Macronutrients: Required in large amounts
Examples: Carbon (C), Oxygen (O), Hydrogen (H).
Main components of all biological molecules.
Abundant in air (CO₂) & water (H₂O).
Soil Macronutrients: Include
Nitrogen (N), Phosphorus (P), Sulfur (S)
Essential for proteins & nucleic acids.
Potassium (K), Calcium (Ca)
Important for cell signaling.
Magnesium (Mg)
Central component of chlorophyll.
Soil Micronutrients:
Include Chlorine (Cl), Iron (Fe), Boron (B), Manganese (Mn), Zinc (Zn), Copper (Cu), Molybdenum (Mo).
Many act as enzyme cofactors essential for enzyme function.
Mineral Uptake
Passive Transport
Soil Composition:
Contains mineral particles from rock weathering, decomposing organic matter (humus), and air & water spaces.
Soil Particle Size:
Sand: ~1mm, Silt: much smaller, Clay: even finer.
Each has different effects on soil properties.
Properties of Clay:
Enhances soil quality by holding water & nutrients but excessive amounts can impair soil aeration.
Benefits of Sand & Silt:
Loosen soil and improve oxygen availability but retain less water and nutrients.
Loam: Ideal soil composition that balances sand, silt, and clay with high organic matter content.
Soil Horizons:
Topsoil is the uppermost layer rich in organic matter, supporting most plant roots.
Leaching:
Nutrient removal due to water movement, most prominent in sandy soils.
Soil Erosion:
Loss of soil due to wind, water, or ice exacerbated by lack of vegetation.
Root Adaptations for Nutrient Uptake
Passive and Active Transport
Osmosis:
Water moves into roots due to solute concentration differences.
Water Movement:
Flows from the epidermis through the cortex into the vascular cylinder without entering cells.

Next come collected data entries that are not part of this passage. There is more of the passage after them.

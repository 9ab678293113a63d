//! Namespace-to-backend routing with readiness probing and bounded
//! download retries.
//!
//! Bindings are consulted in registration order and the first regex
//! match wins, so more specific patterns must be registered before
//! catch-alls.

use std::sync::Arc;
use std::time::Duration;

use regex::Regex;
use tracing::{debug, warn};

use crate::bandwidth::{BandwidthConfig, BandwidthLimitedClient};
use crate::client::BackendClient;
use crate::error::{BackendError, BackendResult};

/// Number of download attempts before surfacing the last error.
const DOWNLOAD_ATTEMPTS: usize = 3;
/// Pause between download attempts.
const RETRY_BACKOFF: Duration = Duration::from_millis(250);

/// Per-binding registration knobs.
#[derive(Debug, Clone)]
pub struct BindingOptions {
    /// Required backends must hold their readiness probe blob; optional
    /// backends only need to be reachable.
    pub required: bool,
    /// Namespace used for the readiness probe.
    pub probe_namespace: String,
    /// Blob name used for the readiness probe.
    pub probe_name: String,
    /// Optional bandwidth limits decorating the client.
    pub bandwidth: Option<BandwidthConfig>,
}

impl Default for BindingOptions {
    fn default() -> Self {
        Self {
            required: true,
            probe_namespace: "readiness".to_string(),
            probe_name: "_ready".to_string(),
            bandwidth: None,
        }
    }
}

struct Binding {
    pattern: Regex,
    client: Arc<dyn BackendClient>,
    options: BindingOptions,
}

/// Ordered routing table from namespace patterns to backend clients.
#[derive(Default)]
pub struct BackendManager {
    bindings: Vec<Binding>,
}

impl BackendManager {
    /// An empty routing table.
    #[must_use]
    pub fn new() -> Self {
        Self::default()
    }

    /// Append a binding; `pattern` is a namespace regex.
    ///
    /// # Errors
    ///
    /// Returns [`BackendError::Config`] when the pattern does not
    /// compile or the bandwidth limits are invalid.
    pub fn register(
        &mut self,
        pattern: &str,
        client: Arc<dyn BackendClient>,
        options: BindingOptions,
    ) -> BackendResult<()> {
        let pattern = Regex::new(pattern).map_err(|_| BackendError::Config {
            field: "pattern",
            reason: "invalid namespace regex",
        })?;
        let client: Arc<dyn BackendClient> = match options.bandwidth {
            Some(limits) => Arc::new(BandwidthLimitedClient::new(client, limits)?),
            None => client,
        };
        debug!(pattern = %pattern, required = options.required, "registered backend binding");
        self.bindings.push(Binding {
            pattern,
            client,
            options,
        });
        Ok(())
    }

    /// Resolve the first binding whose pattern matches `namespace`.
    ///
    /// # Errors
    ///
    /// Returns [`BackendError::NamespaceNotFound`] when nothing matches.
    pub fn get_client(&self, namespace: &str) -> BackendResult<Arc<dyn BackendClient>> {
        self.bindings
            .iter()
            .find(|binding| binding.pattern.is_match(namespace))
            .map(|binding| Arc::clone(&binding.client))
            .ok_or_else(|| BackendError::NamespaceNotFound {
                namespace: namespace.to_string(),
            })
    }

    /// Probe every binding: required backends must hold their probe
    /// blob, optional backends may answer blob-not-found (reachable).
    pub async fn is_ready(&self) -> bool {
        for binding in &self.bindings {
            let probe = binding
                .client
                .stat(&binding.options.probe_namespace, &binding.options.probe_name)
                .await;
            match probe {
                Ok(_) => {}
                Err(err) if err.is_not_found() && !binding.options.required => {}
                Err(err) => {
                    warn!(
                        pattern = %binding.pattern,
                        error = %err,
                        "backend readiness probe failed"
                    );
                    return false;
                }
            }
        }
        true
    }

    /// Download with a small bounded retry loop; absence is definitive
    /// and not retried.
    ///
    /// # Errors
    ///
    /// Returns the last attempt's error.
    pub async fn download(
        &self,
        namespace: &str,
        name: &str,
        sink: &mut (dyn std::io::Write + Send),
    ) -> BackendResult<u64> {
        let client = self.get_client(namespace)?;
        let mut last = None;
        for attempt in 1..=DOWNLOAD_ATTEMPTS {
            match client.download(namespace, name, sink).await {
                Ok(written) => return Ok(written),
                Err(err) if err.is_not_found() => return Err(err),
                Err(err) => {
                    warn!(
                        namespace = %namespace,
                        name = %name,
                        attempt,
                        error = %err,
                        "backend download attempt failed"
                    );
                    last = Some(err);
                    if attempt < DOWNLOAD_ATTEMPTS {
                        tokio::time::sleep(RETRY_BACKOFF).await;
                    }
                }
            }
        }
        Err(last.expect("at least one attempt ran"))
    }
}

#[cfg(test)]
mod tests {
    use super::*;
    use crate::client::{BlobInfo, ListOptions, ListResult};
    use async_trait::async_trait;
    use std::sync::atomic::{AtomicUsize, Ordering};

    struct ScriptedClient {
        label: &'static str,
        stat_result: fn() -> BackendResult<BlobInfo>,
        failures_before_success: AtomicUsize,
    }

    impl ScriptedClient {
        fn ok(label: &'static str) -> Arc<Self> {
            Arc::new(Self {
                label,
                stat_result: || Ok(BlobInfo { size: 1 }),
                failures_before_success: AtomicUsize::new(0),
            })
        }
    }

    #[async_trait]
    impl BackendClient for ScriptedClient {
        async fn stat(&self, _namespace: &str, _name: &str) -> BackendResult<BlobInfo> {
            (self.stat_result)()
        }

        async fn upload(
            &self,
            _namespace: &str,
            _name: &str,
            _source: &mut (dyn std::io::Read + Send),
        ) -> BackendResult<()> {
            Ok(())
        }

        async fn download(
            &self,
            _namespace: &str,
            _name: &str,
            sink: &mut (dyn std::io::Write + Send),
        ) -> BackendResult<u64> {
            if self.failures_before_success.load(Ordering::SeqCst) > 0 {
                self.failures_before_success.fetch_sub(1, Ordering::SeqCst);
                return Err(BackendError::InvalidResponse {
                    operation: "download",
                    reason: "scripted failure",
                    status: Some(500),
                });
            }
            sink.write_all(self.label.as_bytes())
                .map_err(|e| BackendError::io("download.write", e))?;
            Ok(self.label.len() as u64)
        }

        async fn list(&self, _prefix: &str, _options: ListOptions) -> BackendResult<ListResult> {
            Ok(ListResult::default())
        }
    }

    #[tokio::test]
    async fn first_match_wins() -> anyhow::Result<()> {
        let mut manager = BackendManager::new();
        manager.register(
            "^library/.*$",
            ScriptedClient::ok("specific"),
            BindingOptions::default(),
        )?;
        manager.register(".*", ScriptedClient::ok("catchall"), BindingOptions::default())?;

        let mut sink = Vec::new();
        manager.download("library/redis", "blob", &mut sink).await?;
        assert_eq!(sink, b"specific");

        let mut sink = Vec::new();
        manager.download("other/thing", "blob", &mut sink).await?;
        assert_eq!(sink, b"catchall");

        assert!(matches!(
            BackendManager::new().get_client("anything"),
            Err(BackendError::NamespaceNotFound { .. })
        ));
        Ok(())
    }

    #[tokio::test]
    async fn downloads_retry_transient_failures() -> anyhow::Result<()> {
        let client = Arc::new(ScriptedClient {
            label: "recovered",
            stat_result: || Ok(BlobInfo { size: 1 }),
            failures_before_success: AtomicUsize::new(2),
        });
        let mut manager = BackendManager::new();
        manager.register(".*", client, BindingOptions::default())?;

        let mut sink = Vec::new();
        manager.download("ns", "blob", &mut sink).await?;
        assert_eq!(sink, b"recovered");
        Ok(())
    }

    #[tokio::test]
    async fn exhausted_retries_surface_the_last_error() -> anyhow::Result<()> {
        let client = Arc::new(ScriptedClient {
            label: "unused",
            stat_result: || Ok(BlobInfo { size: 1 }),
            failures_before_success: AtomicUsize::new(usize::MAX),
        });
        let mut manager = BackendManager::new();
        manager.register(".*", client, BindingOptions::default())?;
        let mut sink = Vec::new();
        let err = manager.download("ns", "gone", &mut sink).await.unwrap_err();
        assert!(matches!(err, BackendError::InvalidResponse { .. }));
        Ok(())
    }

    #[tokio::test]
    async fn readiness_distinguishes_required_and_optional() -> anyhow::Result<()> {
        let missing_probe: Arc<dyn BackendClient> = Arc::new(ScriptedClient {
            label: "probe",
            stat_result: || {
                Err(BackendError::BlobNotFound {
                    name: "_ready".to_string(),
                })
            },
            failures_before_success: AtomicUsize::new(0),
        });

        let mut optional = BackendManager::new();
        optional.register(
            ".*",
            Arc::clone(&missing_probe),
            BindingOptions {
                required: false,
                ..BindingOptions::default()
            },
        )?;
        assert!(optional.is_ready().await);

        let mut required = BackendManager::new();
        required.register(".*", missing_probe, BindingOptions::default())?;
        assert!(!required.is_ready().await);

        let mut healthy = BackendManager::new();
        healthy.register(".*", ScriptedClient::ok("x"), BindingOptions::default())?;
        assert!(healthy.is_ready().await);
        Ok(())
    }
}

Endodermis & Casparian Strip:
Endodermis surrounds the vascular cylinder; the Casparian strip controls water and solute movement into the vascular system, requiring water to pass through endodermal cells.
Transport Proteins:
Needed for mineral ion uptake, as ions cannot pass through the lipid bilayer. Specific proteins control ion movement.
Mycorrhizae Relationship:
Mutualism between plant roots and fungi; provides enhanced nutrient uptake in exchange for sugars.
Nitrogen-fixing Bacteria:
Convert nitrogen gas (N₂) into usable ammonia (NH₃), hosted in root nodules of certain plants.
Movement of Water in Plants
Xylem Dynamics
Structure of Xylem:
Composed of dead cells; provides structural support through lignin.
Water Flow:
Flows upward through xylem and laterally between tubes via pitted walls.
Types of Xylem Tubes:
Vessel elements (more efficient in angiosperms) and tracheids (found in gymnosperms).
Cohesion-tension Theory:
Describes how water is pulled through plants via evaporation (transpiration) and cohesion between water molecules.
Transpiration Mechanism:
Evaporation creates negative pressure, facilitating water movement from roots to leaves.
Stomata Function:
Regulated openings on leaves that facilitate gas and water exchange controlled by guard cells.
Movement of Organic Compounds in Plants
Phloem Functionality
Structure of Phloem:
Composed of sieve tubes (living cells) and companion cells (provide metabolic support).
Translocation:
Movement of sugars; occurs from source (photosynthesis site) to sink (storage or utilization site).
Mechanism of Pressure Flow:
Differences in turgor pressure push sugar from source to sink through sieve tubes, with water following by osmosis, thereby regulating the pressure levels in the phloem.